REQUIRED WORK:
The lines to reproduce from the material below are those from the one containing "self.frames.is_empty()" through the one containing "to be followed.", both included; write them out exactly and add nothing.

DATASET RECORDS:
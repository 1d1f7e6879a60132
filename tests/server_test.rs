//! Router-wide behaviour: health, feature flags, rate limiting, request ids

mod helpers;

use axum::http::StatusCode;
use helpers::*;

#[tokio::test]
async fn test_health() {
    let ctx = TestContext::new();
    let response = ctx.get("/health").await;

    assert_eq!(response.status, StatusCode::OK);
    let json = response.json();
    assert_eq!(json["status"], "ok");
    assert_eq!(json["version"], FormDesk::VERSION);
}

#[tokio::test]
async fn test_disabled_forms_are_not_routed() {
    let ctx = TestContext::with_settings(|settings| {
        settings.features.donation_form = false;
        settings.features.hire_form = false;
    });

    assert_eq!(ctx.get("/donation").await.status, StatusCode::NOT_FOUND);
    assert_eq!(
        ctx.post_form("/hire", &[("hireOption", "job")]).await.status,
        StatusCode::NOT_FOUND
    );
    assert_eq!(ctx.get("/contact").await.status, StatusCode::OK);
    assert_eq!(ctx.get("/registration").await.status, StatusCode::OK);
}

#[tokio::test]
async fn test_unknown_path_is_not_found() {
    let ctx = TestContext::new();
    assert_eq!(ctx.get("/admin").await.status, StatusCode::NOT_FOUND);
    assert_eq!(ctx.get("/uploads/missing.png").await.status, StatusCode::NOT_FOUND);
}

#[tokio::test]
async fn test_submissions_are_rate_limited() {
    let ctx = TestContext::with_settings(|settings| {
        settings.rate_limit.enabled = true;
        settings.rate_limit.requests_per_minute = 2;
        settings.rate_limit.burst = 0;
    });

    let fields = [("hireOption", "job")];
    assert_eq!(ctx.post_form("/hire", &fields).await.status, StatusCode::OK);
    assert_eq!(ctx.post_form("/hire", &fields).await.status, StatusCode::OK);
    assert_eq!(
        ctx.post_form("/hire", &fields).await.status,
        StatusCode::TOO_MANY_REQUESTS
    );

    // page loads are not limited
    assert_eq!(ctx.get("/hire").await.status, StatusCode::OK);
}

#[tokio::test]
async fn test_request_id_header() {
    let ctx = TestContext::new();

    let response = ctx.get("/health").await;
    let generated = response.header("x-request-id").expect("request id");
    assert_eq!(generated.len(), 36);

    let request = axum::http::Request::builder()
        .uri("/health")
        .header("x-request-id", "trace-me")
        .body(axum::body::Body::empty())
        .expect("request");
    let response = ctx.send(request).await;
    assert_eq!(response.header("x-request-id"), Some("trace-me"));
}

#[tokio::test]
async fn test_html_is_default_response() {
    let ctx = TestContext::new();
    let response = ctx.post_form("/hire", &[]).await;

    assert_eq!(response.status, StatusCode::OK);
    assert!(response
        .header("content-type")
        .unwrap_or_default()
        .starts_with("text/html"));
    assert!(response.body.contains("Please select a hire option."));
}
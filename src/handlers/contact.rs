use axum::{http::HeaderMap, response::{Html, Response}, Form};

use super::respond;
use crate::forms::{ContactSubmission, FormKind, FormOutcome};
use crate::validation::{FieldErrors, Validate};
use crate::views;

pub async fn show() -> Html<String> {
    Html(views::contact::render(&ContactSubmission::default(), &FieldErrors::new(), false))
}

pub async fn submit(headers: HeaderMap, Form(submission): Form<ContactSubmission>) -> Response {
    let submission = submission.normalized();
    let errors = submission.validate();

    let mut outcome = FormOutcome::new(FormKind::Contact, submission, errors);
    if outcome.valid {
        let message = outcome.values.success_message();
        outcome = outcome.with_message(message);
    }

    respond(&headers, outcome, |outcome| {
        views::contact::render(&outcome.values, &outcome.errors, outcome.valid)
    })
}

* * *

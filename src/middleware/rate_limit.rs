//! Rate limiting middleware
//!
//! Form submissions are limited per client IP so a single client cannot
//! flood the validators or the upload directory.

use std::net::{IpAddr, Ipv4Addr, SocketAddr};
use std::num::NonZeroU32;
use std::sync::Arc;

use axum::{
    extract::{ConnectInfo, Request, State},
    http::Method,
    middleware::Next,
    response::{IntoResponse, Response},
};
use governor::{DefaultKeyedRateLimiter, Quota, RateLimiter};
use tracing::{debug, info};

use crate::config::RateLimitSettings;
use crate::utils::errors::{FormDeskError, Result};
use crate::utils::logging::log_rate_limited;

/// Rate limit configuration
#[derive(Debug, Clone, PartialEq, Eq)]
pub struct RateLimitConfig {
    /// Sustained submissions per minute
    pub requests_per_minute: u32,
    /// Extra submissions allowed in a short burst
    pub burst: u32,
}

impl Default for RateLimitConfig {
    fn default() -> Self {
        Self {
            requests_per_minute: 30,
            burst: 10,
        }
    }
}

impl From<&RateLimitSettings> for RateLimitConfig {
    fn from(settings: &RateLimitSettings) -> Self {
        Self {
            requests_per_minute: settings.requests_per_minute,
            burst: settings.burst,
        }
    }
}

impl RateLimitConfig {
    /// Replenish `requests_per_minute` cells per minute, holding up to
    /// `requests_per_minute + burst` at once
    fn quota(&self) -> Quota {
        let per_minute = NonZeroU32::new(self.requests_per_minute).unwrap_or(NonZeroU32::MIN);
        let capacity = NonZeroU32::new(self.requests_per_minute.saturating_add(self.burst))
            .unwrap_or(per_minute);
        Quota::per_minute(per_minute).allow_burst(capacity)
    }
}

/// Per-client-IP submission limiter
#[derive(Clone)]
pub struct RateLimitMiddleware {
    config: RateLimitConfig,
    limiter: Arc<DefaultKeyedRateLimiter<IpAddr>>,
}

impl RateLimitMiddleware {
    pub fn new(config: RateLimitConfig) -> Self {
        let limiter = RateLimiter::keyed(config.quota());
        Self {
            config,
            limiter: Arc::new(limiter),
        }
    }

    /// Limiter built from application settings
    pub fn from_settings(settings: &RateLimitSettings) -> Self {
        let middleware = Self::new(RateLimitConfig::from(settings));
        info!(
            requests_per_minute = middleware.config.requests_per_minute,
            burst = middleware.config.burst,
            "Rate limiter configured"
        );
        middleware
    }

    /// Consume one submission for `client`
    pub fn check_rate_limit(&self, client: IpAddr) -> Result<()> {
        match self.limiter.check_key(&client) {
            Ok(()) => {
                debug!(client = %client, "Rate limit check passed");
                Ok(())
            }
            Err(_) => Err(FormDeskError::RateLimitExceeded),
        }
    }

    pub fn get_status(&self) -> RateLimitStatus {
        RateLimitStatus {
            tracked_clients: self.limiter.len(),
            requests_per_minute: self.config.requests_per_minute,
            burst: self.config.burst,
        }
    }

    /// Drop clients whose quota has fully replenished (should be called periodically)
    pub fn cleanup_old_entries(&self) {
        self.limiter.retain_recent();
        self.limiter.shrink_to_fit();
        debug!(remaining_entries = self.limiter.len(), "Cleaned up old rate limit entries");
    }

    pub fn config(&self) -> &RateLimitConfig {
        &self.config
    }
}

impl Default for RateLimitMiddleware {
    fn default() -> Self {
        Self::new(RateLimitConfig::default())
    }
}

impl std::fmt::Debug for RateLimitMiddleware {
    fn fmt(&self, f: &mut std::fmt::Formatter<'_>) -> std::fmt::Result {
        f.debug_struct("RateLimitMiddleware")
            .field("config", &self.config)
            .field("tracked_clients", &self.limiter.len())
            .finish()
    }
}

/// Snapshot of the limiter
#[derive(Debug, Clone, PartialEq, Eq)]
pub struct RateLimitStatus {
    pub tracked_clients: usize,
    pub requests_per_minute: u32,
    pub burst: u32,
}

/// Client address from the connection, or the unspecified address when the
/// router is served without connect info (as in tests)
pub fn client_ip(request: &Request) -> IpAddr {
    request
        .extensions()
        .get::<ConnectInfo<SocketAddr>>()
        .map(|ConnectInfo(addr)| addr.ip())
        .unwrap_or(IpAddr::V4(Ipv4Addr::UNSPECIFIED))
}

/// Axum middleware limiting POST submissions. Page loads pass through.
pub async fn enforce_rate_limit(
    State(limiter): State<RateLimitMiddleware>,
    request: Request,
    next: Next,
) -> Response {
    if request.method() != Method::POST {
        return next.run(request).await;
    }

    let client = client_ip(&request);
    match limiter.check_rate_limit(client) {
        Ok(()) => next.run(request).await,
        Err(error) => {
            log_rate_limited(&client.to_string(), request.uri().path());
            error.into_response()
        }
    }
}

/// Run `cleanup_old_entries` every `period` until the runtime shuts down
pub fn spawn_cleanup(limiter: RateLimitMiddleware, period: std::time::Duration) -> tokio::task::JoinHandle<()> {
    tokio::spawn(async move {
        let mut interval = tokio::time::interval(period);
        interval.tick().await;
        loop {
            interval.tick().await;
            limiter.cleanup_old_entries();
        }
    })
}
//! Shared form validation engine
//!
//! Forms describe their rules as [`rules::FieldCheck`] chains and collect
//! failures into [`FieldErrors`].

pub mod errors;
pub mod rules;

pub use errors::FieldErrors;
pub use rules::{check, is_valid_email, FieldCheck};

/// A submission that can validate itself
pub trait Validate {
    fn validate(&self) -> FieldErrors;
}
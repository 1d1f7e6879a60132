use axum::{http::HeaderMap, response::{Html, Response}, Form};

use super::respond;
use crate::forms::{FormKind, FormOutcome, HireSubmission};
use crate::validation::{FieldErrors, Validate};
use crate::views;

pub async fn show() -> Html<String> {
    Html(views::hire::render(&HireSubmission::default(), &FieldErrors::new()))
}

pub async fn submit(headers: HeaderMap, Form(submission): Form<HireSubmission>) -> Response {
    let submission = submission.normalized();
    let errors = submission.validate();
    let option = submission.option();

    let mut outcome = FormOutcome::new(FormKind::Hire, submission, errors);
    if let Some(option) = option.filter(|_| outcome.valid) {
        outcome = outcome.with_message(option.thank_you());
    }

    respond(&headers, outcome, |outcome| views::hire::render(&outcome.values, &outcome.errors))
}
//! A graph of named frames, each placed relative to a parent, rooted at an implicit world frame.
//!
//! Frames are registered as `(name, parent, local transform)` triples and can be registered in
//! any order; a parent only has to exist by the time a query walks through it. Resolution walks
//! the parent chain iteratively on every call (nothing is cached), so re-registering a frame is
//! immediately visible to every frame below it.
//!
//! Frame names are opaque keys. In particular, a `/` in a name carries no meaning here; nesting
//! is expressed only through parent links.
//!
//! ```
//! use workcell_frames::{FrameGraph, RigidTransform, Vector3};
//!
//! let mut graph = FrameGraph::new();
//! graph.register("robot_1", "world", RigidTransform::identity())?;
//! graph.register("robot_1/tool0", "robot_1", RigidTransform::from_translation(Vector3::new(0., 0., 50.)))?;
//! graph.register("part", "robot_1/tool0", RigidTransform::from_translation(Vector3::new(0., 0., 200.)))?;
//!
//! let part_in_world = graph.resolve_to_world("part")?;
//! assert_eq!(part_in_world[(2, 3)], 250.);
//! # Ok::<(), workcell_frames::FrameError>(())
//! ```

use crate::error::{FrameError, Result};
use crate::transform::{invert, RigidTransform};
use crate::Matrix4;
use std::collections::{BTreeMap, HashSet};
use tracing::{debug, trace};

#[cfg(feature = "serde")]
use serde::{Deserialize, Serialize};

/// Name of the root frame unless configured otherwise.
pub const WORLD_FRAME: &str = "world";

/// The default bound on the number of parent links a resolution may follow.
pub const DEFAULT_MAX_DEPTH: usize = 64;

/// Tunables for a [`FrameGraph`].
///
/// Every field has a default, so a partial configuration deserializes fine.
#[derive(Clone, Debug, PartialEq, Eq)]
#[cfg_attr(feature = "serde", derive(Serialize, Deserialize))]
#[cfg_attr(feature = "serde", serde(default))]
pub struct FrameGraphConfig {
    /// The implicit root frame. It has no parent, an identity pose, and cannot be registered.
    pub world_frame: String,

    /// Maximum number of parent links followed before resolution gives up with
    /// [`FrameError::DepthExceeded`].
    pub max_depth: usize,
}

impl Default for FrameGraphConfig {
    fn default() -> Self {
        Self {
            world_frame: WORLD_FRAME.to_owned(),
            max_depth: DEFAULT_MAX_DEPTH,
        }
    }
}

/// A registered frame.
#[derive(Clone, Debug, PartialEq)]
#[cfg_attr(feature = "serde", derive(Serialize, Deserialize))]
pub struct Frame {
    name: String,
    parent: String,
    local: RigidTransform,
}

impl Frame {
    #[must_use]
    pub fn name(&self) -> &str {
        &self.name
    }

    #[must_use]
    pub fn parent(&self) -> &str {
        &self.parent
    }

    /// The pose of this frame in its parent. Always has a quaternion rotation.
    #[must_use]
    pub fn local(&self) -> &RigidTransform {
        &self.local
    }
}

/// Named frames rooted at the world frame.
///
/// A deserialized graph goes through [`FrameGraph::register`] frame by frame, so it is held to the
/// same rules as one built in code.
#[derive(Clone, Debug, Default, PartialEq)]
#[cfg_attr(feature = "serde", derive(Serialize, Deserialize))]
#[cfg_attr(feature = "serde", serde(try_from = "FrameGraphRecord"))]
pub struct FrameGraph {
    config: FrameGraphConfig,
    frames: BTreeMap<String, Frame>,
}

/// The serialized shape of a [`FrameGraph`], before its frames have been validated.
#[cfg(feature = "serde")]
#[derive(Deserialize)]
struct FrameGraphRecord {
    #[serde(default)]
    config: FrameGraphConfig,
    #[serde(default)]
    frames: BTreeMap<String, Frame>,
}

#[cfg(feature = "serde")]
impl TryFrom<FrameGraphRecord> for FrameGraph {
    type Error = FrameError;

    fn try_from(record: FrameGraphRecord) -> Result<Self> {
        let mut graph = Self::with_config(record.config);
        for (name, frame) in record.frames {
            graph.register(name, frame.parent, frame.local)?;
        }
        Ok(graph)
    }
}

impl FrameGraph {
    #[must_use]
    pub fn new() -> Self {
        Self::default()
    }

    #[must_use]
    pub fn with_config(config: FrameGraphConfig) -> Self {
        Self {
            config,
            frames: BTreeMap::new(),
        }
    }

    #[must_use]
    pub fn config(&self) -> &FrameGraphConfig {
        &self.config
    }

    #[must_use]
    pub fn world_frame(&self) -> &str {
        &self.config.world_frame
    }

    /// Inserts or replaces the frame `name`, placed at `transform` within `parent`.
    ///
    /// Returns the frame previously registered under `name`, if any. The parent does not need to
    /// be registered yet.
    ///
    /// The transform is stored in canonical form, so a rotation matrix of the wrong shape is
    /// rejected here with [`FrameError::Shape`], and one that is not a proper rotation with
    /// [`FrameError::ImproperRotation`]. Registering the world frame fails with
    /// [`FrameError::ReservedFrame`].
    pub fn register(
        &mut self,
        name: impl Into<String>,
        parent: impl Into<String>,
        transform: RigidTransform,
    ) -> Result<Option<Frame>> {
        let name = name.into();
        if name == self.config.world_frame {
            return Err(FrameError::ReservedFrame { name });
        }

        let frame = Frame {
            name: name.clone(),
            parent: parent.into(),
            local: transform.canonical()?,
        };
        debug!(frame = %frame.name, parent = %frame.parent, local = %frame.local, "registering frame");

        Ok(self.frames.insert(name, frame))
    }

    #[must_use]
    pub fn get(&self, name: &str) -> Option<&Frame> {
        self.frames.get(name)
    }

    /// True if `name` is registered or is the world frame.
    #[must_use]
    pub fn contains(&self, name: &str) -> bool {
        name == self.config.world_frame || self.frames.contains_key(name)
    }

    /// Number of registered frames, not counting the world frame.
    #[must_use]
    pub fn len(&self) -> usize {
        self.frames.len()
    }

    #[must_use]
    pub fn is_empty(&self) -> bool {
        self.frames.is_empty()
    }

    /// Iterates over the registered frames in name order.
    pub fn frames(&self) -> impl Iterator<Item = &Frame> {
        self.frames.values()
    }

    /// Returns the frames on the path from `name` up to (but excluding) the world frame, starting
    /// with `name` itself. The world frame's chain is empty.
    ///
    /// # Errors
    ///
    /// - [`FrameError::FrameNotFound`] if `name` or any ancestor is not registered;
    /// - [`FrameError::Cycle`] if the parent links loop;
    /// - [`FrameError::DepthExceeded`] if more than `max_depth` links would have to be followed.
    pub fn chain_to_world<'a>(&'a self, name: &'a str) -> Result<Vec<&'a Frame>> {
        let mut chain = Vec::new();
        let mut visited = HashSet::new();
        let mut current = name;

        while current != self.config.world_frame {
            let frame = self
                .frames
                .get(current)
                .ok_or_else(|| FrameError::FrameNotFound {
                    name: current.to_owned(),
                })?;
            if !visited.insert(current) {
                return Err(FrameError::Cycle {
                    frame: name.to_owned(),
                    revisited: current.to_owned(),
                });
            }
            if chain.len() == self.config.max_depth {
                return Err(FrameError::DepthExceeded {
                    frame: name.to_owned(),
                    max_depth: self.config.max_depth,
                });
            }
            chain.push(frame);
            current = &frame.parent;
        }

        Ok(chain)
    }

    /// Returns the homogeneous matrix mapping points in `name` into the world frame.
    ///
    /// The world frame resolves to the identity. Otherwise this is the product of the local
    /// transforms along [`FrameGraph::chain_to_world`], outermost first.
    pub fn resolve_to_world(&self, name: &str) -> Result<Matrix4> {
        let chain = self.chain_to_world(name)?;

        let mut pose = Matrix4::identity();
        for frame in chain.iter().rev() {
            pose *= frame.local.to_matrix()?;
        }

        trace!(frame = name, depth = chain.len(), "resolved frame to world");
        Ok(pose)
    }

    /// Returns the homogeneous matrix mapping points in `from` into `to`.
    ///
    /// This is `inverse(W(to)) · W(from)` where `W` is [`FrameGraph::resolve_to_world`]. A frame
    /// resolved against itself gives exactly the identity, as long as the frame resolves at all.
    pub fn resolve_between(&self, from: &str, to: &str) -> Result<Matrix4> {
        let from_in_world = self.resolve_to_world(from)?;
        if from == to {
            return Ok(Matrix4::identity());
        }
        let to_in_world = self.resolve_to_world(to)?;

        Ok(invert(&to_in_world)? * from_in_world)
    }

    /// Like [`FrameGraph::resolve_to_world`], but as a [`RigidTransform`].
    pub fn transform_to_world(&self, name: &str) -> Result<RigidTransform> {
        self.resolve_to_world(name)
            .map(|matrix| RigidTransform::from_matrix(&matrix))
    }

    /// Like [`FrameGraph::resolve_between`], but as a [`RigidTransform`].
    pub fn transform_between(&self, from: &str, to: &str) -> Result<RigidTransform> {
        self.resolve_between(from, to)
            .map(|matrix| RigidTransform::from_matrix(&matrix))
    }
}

TASK ANSWER:
        self.frames.is_empty()
    }

    /// Iterates over the registered frames in name order.
    pub fn frames(&self) -> impl Iterator<Item = &Frame> {
        self.frames.values()
    }

    /// Returns the frames on the path from `name` up to (but excluding) the world frame, starting
    /// with `name` itself. The world frame's chain is empty.
    ///
    /// # Errors
    ///
    /// - [`FrameError::FrameNotFound`] if `name` or any ancestor is not registered;
    /// - [`FrameError::Cycle`] if the parent links loop;
    /// - [`FrameError::DepthExceeded`] if more than `max_depth` links would have to be followed.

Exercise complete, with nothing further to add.